1 problem found
Four students, one of whom is a mathematician, take turns at washing up over a long period of time. The number of plates broken by any student in this time obeys a Poisson distribution, the probability of any given student breaking \(n\) plates being \(\e^{-\lambda} \lambda^n/n!\) for some fixed constant \(\lambda\), independent of the number of breakages by other students. Given that five plates are broken, find the probability that three or more were broken by the mathematician.

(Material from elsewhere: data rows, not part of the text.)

use std::time::Duration;

use super::Algorithm;

/// Summary of a completed solve.
#[derive(Debug, Clone, PartialEq)]
pub struct SolveReport {
    pub algorithm: Algorithm,
    /// Sweeps for value iteration, improvement rounds for policy iteration.
    pub iterations: usize,
    pub elapsed: Duration,
    /// `residuals[k]` is the residual of sweep (or the final evaluation
    /// sweep of round) `k + 1`.
    pub residuals: Vec<f64>,
    /// The statistic compared against epsilon after every value-iteration
    /// sweep. Empty for policy iteration.
    pub stopping_statistics: Vec<f64>,
    /// Inner evaluation sweeps per policy-iteration round. Empty for value
    /// iteration.
    pub evaluation_sweeps: Vec<usize>,
}

impl SolveReport {
    pub(crate) fn new(algorithm: Algorithm) -> Self {
        Self {
            algorithm,
            iterations: 0,
            elapsed: Duration::ZERO,
            residuals: Vec::new(),
            stopping_statistics: Vec::new(),
            evaluation_sweeps: Vec::new(),
        }
    }

    pub fn final_residual(&self) -> Option<f64> {
        self.residuals.last().copied()
    }
}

Solution: Let \(X\) be the number of plates broken by the mathematician and \(Y\) by the other student. Then \(X \sim Po(\lambda), Y \sim Po(3\lambda)\) and \(X+Y \sim Po(4\lambda)\) \begin{align*} && \mathbb{P}(X = k | X+Y = n) &= \frac{\mathbb{P}(X = k, Y = n-k)}{\mathbb{P}(X+Y=n)} \\ &&&= \frac{e^{-\lambda} \lambda^k/k! \cdot e^{-3\lambda} (4\lambda)^{n-k}/(n-k)!}{e^{-4\lambda}(4\lambda)^n/n!} \\ &&&= \binom{n}{k} \left ( \frac{1}{4} \right)^k \left ( \frac{3}{5} \right)^{n-k} \end{align*} Therefore \(X | X+Y = n \sim Binomial(n, \tfrac14)\) \begin{align*} \mathbb{P}(X \geq 3 | X + Y = n) &= \binom{5}{3} \frac{3^2}{4^5} + \binom{5}{4} \frac{3}{4^5} + \binom{5}{5} \frac{1}{4^5} \\ &= \frac{1}{4^5} \left ( 90+ 15 + 1 \right) \\ &= \frac{106}{4^5} = \frac{53}{512} \approx \frac1{10} \end{align*}